# Siswheel vs Soft Dutchman



## fmaglin (Sep 20, 2009)

I would like to know what would be the major differences between using a siswheel versus a soft dutchman to swing a tree away from its lean, and what effects or benefits would be different between the two? Thanks.


----------



## John Ellison (Sep 20, 2009)

IMHO Dutchman cuts and the different varieties of them are a matter of degree. Some trees will be harder to swing so you have to use every advantage you can to make it work. The siswheel? is used to keep the hinge wood on the upper side from breaking off too early. Without it the hinge is closing/bending over the lower cut of the face, so it breaks sooner. Like breaking a stick over your knee compared to breaking it between your hands.

The "soft" dutchman is relief cuts that are put in the far side of the tree that let the tree swing around more gradually so there is less chance of loosing it. You are changing the lean of the tree and it needs to be done smoothly and without stoping the tree in the middle of the process. 
To me anytime the lower part of the hinge is severed befor or during the fell it is a dutchman, again a matter of degree. 

Softwood trees already have a kind of built in soft dutchman because their end grain will compress easier than most hardwoods.

I don't know your experience level but these cuts are frowned on or maybe even illegal in some circles,and for good reasons. On some trees you could be flirting with a barberchair all thru the backcut. Misjudge the side lean (which is what these cuts are all about) and your saw will be pinched and the tree will be coming right toward your head.
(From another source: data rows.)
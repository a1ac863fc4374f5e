//! Обработчики панели фильтров и пагинации
//!
//! Пагинация и выбор размера страницы приходят внутри заменяемого фрагмента,
//! поэтому их слушатели висят на стабильном `#table-container`.

use super::filter_widgets::{
    switch_date_type, uncheck_statuses, update_creator_label, update_status_count,
    DATE_TAB_SELECTOR,
};
use super::table_refresher::TableRefresher;
use crate::shared::bindings::{ids, FilterBindings};
use crate::shared::debounce::{BrowserTimers, Debouncer};
use crate::shared::dom::{closest_from_event, listen};
use crate::shared::error::UiResult;
use crate::shared::export::export_to_excel;
use crate::shared::form_data::form_entries;
use contracts::dashboards::d001_payments::filter_state::{PARAM_CREATOR, PARAM_STATUS};
use contracts::dashboards::d001_payments::FilterQueryBuilder;
use contracts::shared::client_config::ClientConfig;
use contracts::shared::endpoints::with_query;
use contracts::shared::query_params::QueryParams;
use leptos::logging::{error, log};
use leptos::task::spawn_local;
use std::rc::{Rc, Weak};
use wasm_bindgen::JsCast;
use web_sys::{Event, HtmlInputElement, HtmlSelectElement};

const PAGINATION_LINK: &str = ".pagination-link";
const DISABLED_LINK_CLASS: &str = "btn-disabled";

/// Поля, изменения которых применяются после паузы во вводе
const DEBOUNCED_FIELDS: [&str; 3] = ["search", "amount_min", "amount_max"];
/// Поля дат применяются сразу
const DATE_FIELDS: [&str; 2] = ["date_from", "date_to"];

pub struct FilterController {
    bindings: FilterBindings,
    refresher: Rc<TableRefresher>,
    debouncer: Debouncer<BrowserTimers>,
    config: Rc<ClientConfig>,
}

impl FilterController {
    pub fn new(
        bindings: FilterBindings,
        refresher: Rc<TableRefresher>,
        config: Rc<ClientConfig>,
    ) -> Self {
        Self {
            bindings,
            refresher,
            debouncer: Debouncer::new(BrowserTimers, config.search_debounce_ms),
            config,
        }
    }

    fn query_builder(&self) -> FilterQueryBuilder {
        FilterQueryBuilder::new(self.config.default_per_page_str())
            .with_per_page_fallback(Some(self.bindings.per_page_input.value()))
    }

    fn refresh(&self, params: QueryParams) {
        let url = with_query(&self.config.dashboard_url, &params.to_query_string());
        log::debug!("Table refresh: {}", url);
        let refresher = self.refresher.clone();
        spawn_local(async move {
            refresher.refresh(&url).await;
        });
    }

    fn entries(&self) -> Option<QueryParams> {
        match form_entries(&self.bindings.form) {
            Ok(entries) => Some(entries),
            Err(e) => {
                error!("Не удалось прочитать форму фильтров: {}", e);
                None
            }
        }
    }

    /// Submit and checkbox/radio/date changes; a pending debounced search is dropped
    pub fn apply_filters(&self) {
        self.debouncer.cancel();
        self.apply_debounced();
    }

    fn apply_debounced(&self) {
        if let Some(entries) = self.entries() {
            self.refresh(self.query_builder().filter_change(entries.iter()));
        }
    }

    pub fn reset_filters(&self) -> UiResult<()> {
        self.debouncer.cancel();
        let per_page = self.bindings.per_page_input.value();
        self.bindings.form.reset();
        uncheck_statuses(&self.bindings.form)?;
        update_status_count(&self.bindings.form, self.bindings.status_summary.as_ref())?;
        update_creator_label(self.bindings.creator_summary.as_ref(), None);
        self.refresh(self.query_builder().reset(Some(&per_page)));
        Ok(())
    }

    pub fn go_to_page(&self, page: u32) {
        self.debouncer.cancel();
        if let Some(entries) = self.entries() {
            self.refresh(self.query_builder().page(entries.iter(), page));
        }
    }

    pub fn change_page_size(&self, per_page: &str) {
        self.debouncer.cancel();
        self.bindings.per_page_input.set_value(per_page);
        if let Some(entries) = self.entries() {
            self.refresh(self.query_builder().page_size(entries.iter(), per_page));
        }
    }

    fn on_pagination_click(&self, event: &Event) {
        let Some(link) = closest_from_event(event, PAGINATION_LINK) else {
            return;
        };
        event.prevent_default();
        if link.class_list().contains(DISABLED_LINK_CLASS) {
            return;
        }
        let Some(page) = link
            .get_attribute("data-page")
            .and_then(|p| p.trim().parse::<u32>().ok())
            .filter(|p| *p > 0)
        else {
            return;
        };
        self.go_to_page(page);
    }

    fn on_table_change(&self, event: &Event) {
        let Some(selector) = event
            .target()
            .and_then(|t| t.dyn_into::<HtmlSelectElement>().ok())
            .filter(|s| s.id() == ids::PER_PAGE_SELECTOR)
        else {
            return;
        };
        self.change_page_size(&selector.value());
    }

    fn on_form_change(&self, event: &Event) {
        let Some(input) = event
            .target()
            .and_then(|t| t.dyn_into::<HtmlInputElement>().ok())
        else {
            return;
        };
        let name = input.name();
        if name == PARAM_STATUS {
            if let Err(e) =
                update_status_count(&self.bindings.form, self.bindings.status_summary.as_ref())
            {
                log::warn!("status counter: {}", e);
            }
            self.apply_filters();
        } else if name == PARAM_CREATOR {
            update_creator_label(self.bindings.creator_summary.as_ref(), Some(&input));
            self.apply_filters();
        } else if DATE_FIELDS.contains(&name.as_str()) {
            self.apply_filters();
        }
    }

    fn on_date_tab_click(&self, event: &Event) {
        let Some(tab) = closest_from_event(event, DATE_TAB_SELECTOR) else {
            return;
        };
        let Some(date_type) = tab.get_attribute("data-date-type") else {
            return;
        };
        if let Err(e) = switch_date_type(
            &self.bindings.form,
            self.bindings.date_type_input.as_ref(),
            &date_type,
        ) {
            log::warn!("date type switch: {}", e);
        }
    }

    pub fn wire(self) -> UiResult<()> {
        let controller = Rc::new(self);
        let form = controller.bindings.form.clone();
        let container = controller.bindings.table_container.clone();

        let c = controller.clone();
        listen(&form, "submit", move |event| {
            event.prevent_default();
            c.apply_filters();
        })?;

        let c = controller.clone();
        listen(&form, "change", move |event| c.on_form_change(&event))?;

        // каждое нажатие перезапускает таймер; запрос уйдёт после паузы
        let weak: Weak<FilterController> = Rc::downgrade(&controller);
        listen(&form, "input", move |event| {
            let Some(input) = event
                .target()
                .and_then(|t| t.dyn_into::<HtmlInputElement>().ok())
            else {
                return;
            };
            if !DEBOUNCED_FIELDS.contains(&input.name().as_str()) {
                return;
            }
            let Some(controller) = weak.upgrade() else {
                return;
            };
            let pending = weak.clone();
            controller.debouncer.trigger(move || {
                if let Some(controller) = pending.upgrade() {
                    controller.apply_debounced();
                }
            });
        })?;

        let c = controller.clone();
        listen(&form, "click", move |event| c.on_date_tab_click(&event))?;

        let c = controller.clone();
        listen(&container, "click", move |event| c.on_pagination_click(&event))?;

        let c = controller.clone();
        listen(&container, "change", move |event| c.on_table_change(&event))?;

        if let Some(button) = &controller.bindings.reset_button {
            let c = controller.clone();
            listen(button, "click", move |event| {
                event.prevent_default();
                if let Err(e) = c.reset_filters() {
                    error!("Сброс фильтров: {}", e);
                }
            })?;
        }

        if let Some(button) = &controller.bindings.export_button {
            let c = controller.clone();
            listen(button, "click", move |event| {
                event.prevent_default();
                if let Err(e) = export_to_excel(&c.bindings.form, &c.config.export_url) {
                    error!("Экспорт в Excel: {}", e);
                }
            })?;
        }

        log!(
            "Фильтры подключены, задержка поиска {} мс",
            controller.debouncer.delay_ms()
        );
        Ok(())
    }
}
//! Server endpoints consumed by the dashboard client

/// Multipart upload of a single file (field `file`)
pub const UPLOAD: &str = "/api/upload";

/// Dashboard page; the response contains the `#table-container` fragment
pub const DASHBOARD: &str = "/dashboard";

/// Excel export, downloaded through full navigation
pub const EXPORT_EXCEL: &str = "/export/excel";

/// Multipart creation of a payment request
pub const PAYMENT_CREATE: &str = "/payment/create";

/// Join a path and query parameters, omitting `?` when there are none
pub fn with_query(path: &str, query: &str) -> String {
    let query = query.strip_prefix('?').unwrap_or(query);
    if query.is_empty() {
        path.to_string()
    } else {
        format!("{}?{}", path, query)
    }
}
If you are going to experiment, shorter trees of a kind that arent barberchair prone would be the best. Might be a little harder to get moving(less leverage) but you can usually get away with stalling them out.
Hope I dont sound like an expert because I am still experimenting and still losing them. Occasionally


----------



## fmaglin (Sep 20, 2009)

John Ellison said:


> IMHO Dutchman cuts and the different varieties of them are a matter of degree. Some trees will be harder to swing so you have to use every advantage you can to make it work. The siswheel? is used to keep the hinge wood on the upper side from breaking off too early. Without it the hinge is closing/bending over the lower cut of the face, so it breaks sooner. Like breaking a stick over your knee compared to breaking it between your hands.
> 
> The "soft" dutchman is relief cuts that are put in the far side of the tree that let the tree swing around more gradually so there is less chance of loosing it. You are changing the lean of the tree and it needs to be done smoothly and without stoping the tree in the middle of the process.
> To me anytime the lower part of the hinge is severed befor or during the fell it is a dutchman, again a matter of degree.
> ...


Thanks for your input John. I certainly am not an expert. I'm 61 years old and purchase hardwood trees for my cabinet and door business and have done my own falling for about the last 5 years. Last month I had 17 Black Locust trees that were between 14 to16 inch DBH. All of them had a natural lean toward electric lines in the power company's easement. I wanted to use a soft dutchman to turn them but to stay safe I ended up pulling them. I've got a few trees to fall this week that would be good candidates to experiment with.


----------



## John Ellison (Sep 20, 2009)

You made a good decision. I would never try to swing a tree that I could not afford to lose, or let get away from me.


----------



## fmaglin (Sep 20, 2009)

John Ellison said:


> You made a good decision. I would never try to swing a tree that I could not afford to lose, or let get away from me.



Yup, I wouldn't even want to think about what it would have cost me if I lost one.


----------



## Gologit (Sep 21, 2009)

fmaglin said:


> Yup, I wouldn't even want to think about what it would have cost me if I lost one.



Lots. Don't ask me how I know this.  I think it's good to try out new techniques but, like John says, there are times to experiment and times not to. Those trees have a mind of their own sometimes.


----------



## fmaglin (Sep 21, 2009)

Gologit said:


> Lots. Don't ask me how I know this.  I think it's good to try out new techniques but, like John says, there are times to experiment and times not to. Those trees have a mind of their own sometimes.



I don't know if there's a lot of truth in this; but, the fella that owns the tract where I'm currently cutting has a Trans-Atlantic Fiber Optic cable running through his woods. He claims that the cable is buried about 3' deep and that if it should get damaged the repair could cost someone 3 million per minute. I thought it sounded a bit far fetched, but you never know and definitely would not want to find out.


----------



## RRSsawshop (Sep 21, 2009)

John Ellison said:


> You made a good decision. I would never try to swing a tree that I could not afford to lose, or let get away from me.



:agree2: WELL SAID most of us learn by doing but you need to make sure you pick the right tree to learn on!!!


----------